Every year it’s a battle not to go out and buy EVERYONE a gift or multiple gifts. I love to spoil my loved ones, but when you are on a budget, the holiday season can be full of financial landmines. Which is why there is something to realize: we don’t have to buy everyone gifts; in fact, we don’t have to buy ANYONE gifts. We just want to and like to (at least most of us do, anyway)!
Holiday spending time is really a time to be honest, and if when you look at your bank account and know in your heart of hearts that you shouldn’t buy anyone anything — don’t! Paying rent, keeping food in your belly and a small safety net in place are all clearly more important. So you’re a college graduate in an entry level position — so are your friends, most likely, and they will understand the position you are in, no apologies necessary. Being financially responsible and stable is the gift we want to give ourselves. Being a good friend or family member is obviously not something we can gift wrap. Instead, plan a festive potluck, go see holiday lights together — make a new tradition all your loved ones can partake in. Choose a theme for your party: white elephant, pajama, peppermint cocktail party. Get creative and keep it simple. Turn your living room into a cozy place to stretch out and lounge with comfy pillows and soft blankets where your friends and family can catch up together on the year and make plans for the next. An evening of warm drinks and quality time is better than any material gift.
However, if there is a little extra money but the gift selection must be narrowed down, this is who I plan to please: Kids only! Think back to when you were a kid and remember the excitement that a shiny wrapped present brought, or how colorful tissue paper flew as you ripped into it. No, we don’t want to teach kids that the holidays are just about presents, but kids, in my opinion, make the holidays the most fun. So whether it’s a niece, nephew, or a bestie’s baby, when I have to be financially cautious, that’s who I spoil.
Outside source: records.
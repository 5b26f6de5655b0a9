// SPDX-FileCopyrightText: Copyright (c) 2025 NVIDIA CORPORATION & AFFILIATES. All rights reserved.
// SPDX-License-Identifier: Apache-2.0
//
// Licensed under the Apache License, Version 2.0 (the "License");
// you may not use this file except in compliance with the License.
// You may obtain a copy of the License at
//
// http://www.apache.org/licenses/LICENSE-2.0
//
// Unless required by applicable law or agreed to in writing, software
// distributed under the License is distributed on an "AS IS" BASIS,
// WITHOUT WARRANTIES OR CONDITIONS OF ANY KIND, either express or implied.
// See the License for the specific language governing permissions and
// limitations under the License.


//! `getraid`.

use serde_json::json;
use serde_json::Value as JsonValue;
use utool_bmc_http::HttpClient;
use utool_core::mapping::convert;
use utool_core::Envelope;
use utool_core::Error;
use utool_core::MappingError;
use utool_core::Rule;
use utool_core::Transform;
use utool_redfish::bmc::member_links;
use utool_redfish::Redfish;

const STORAGES: &str = "Systems/%s/Storages";

/// Storage resources backed by a RAID controller.
const RAID_PREFIX: &str = "RAIDStorage";

const STORAGE: &[Rule] = &[
    Rule::new("/Id", "Id"),
    Rule::new("/Name", "Name"),
    Rule::new("/Drives", "DriveCount").transform(Transform::Custom(count)),
    Rule::new("/StorageControllers", "Controllers").nested(CONTROLLER),
];

const CONTROLLER: &[Rule] = &[
    Rule::new("/MemberId", "MemberId"),
    Rule::new("/Name", "Name"),
    Rule::new("/Manufacturer", "Manufacturer"),
    Rule::new("/Model", "Model"),
    Rule::new("/FirmwareVersion", "FirmwareVersion"),
    Rule::new("/SupportedRAIDTypes", "SupportedRAIDLevels"),
    Rule::new("/Oem/${Oem}/Mode", "Mode"),
    Rule::new("/Oem/${Oem}/MemorySizeMiB", "CacheGiB")
        .transform(Transform::Convert(convert::mib_to_gib)),
    Rule::new("/Status/Health", "Health"),
];

fn count(links: &JsonValue) -> Result<Option<JsonValue>, MappingError> {
    match links {
        JsonValue::Null => Ok(Some(0.into())),
        JsonValue::Array(links) => Ok(Some(links.len().into())),
        other => Err(MappingError::UnexpectedValue {
            expected: "array",
            value: other.clone(),
        }),
    }
}

/// `getraid`: every RAID storage with its controllers.
///
/// # Errors
///
/// Returns the first request or mapping failure.
pub async fn get_raid<C: HttpClient>(redfish: &Redfish<C>) -> Result<Envelope, Error> {
    let collection = redfish.get(STORAGES).await?;
    let raid = member_links(&collection)?
        .into_iter()
        .filter(|link| {
            link.last_segment()
                .is_some_and(|id| id.starts_with(RAID_PREFIX))
        })
        .map(|link| json!({ "@odata.id": link.as_str() }))
        .collect();
    let storages = redfish
        .get_members(&JsonValue::Array(raid), STORAGE)
        .await?;
    Ok(Envelope::success(JsonValue::Array(storages)))
}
When times are a bit better but the list is long, set a budget per head. Here’s an example:
$20 or less per close friend or family member
$35 or less per couple
$10 or less per co-worker*
*It’s easy to get pressured into gift giving at the workplace. While this is no place to feel obligated, as you receive gifts you do feel a bit lame when you are empty handed. I have often found myself working in small companies or close departments where co-workers become family, so I have found it customary to make or buy something sweet or useful to give. I stick to the budget and give everyone the same thing or a variation of it. If you are not the receptionist or admin, then plan to get each of these people the same gift too.
They deserve a gesture of your gratitude, and a share in your holiday joy!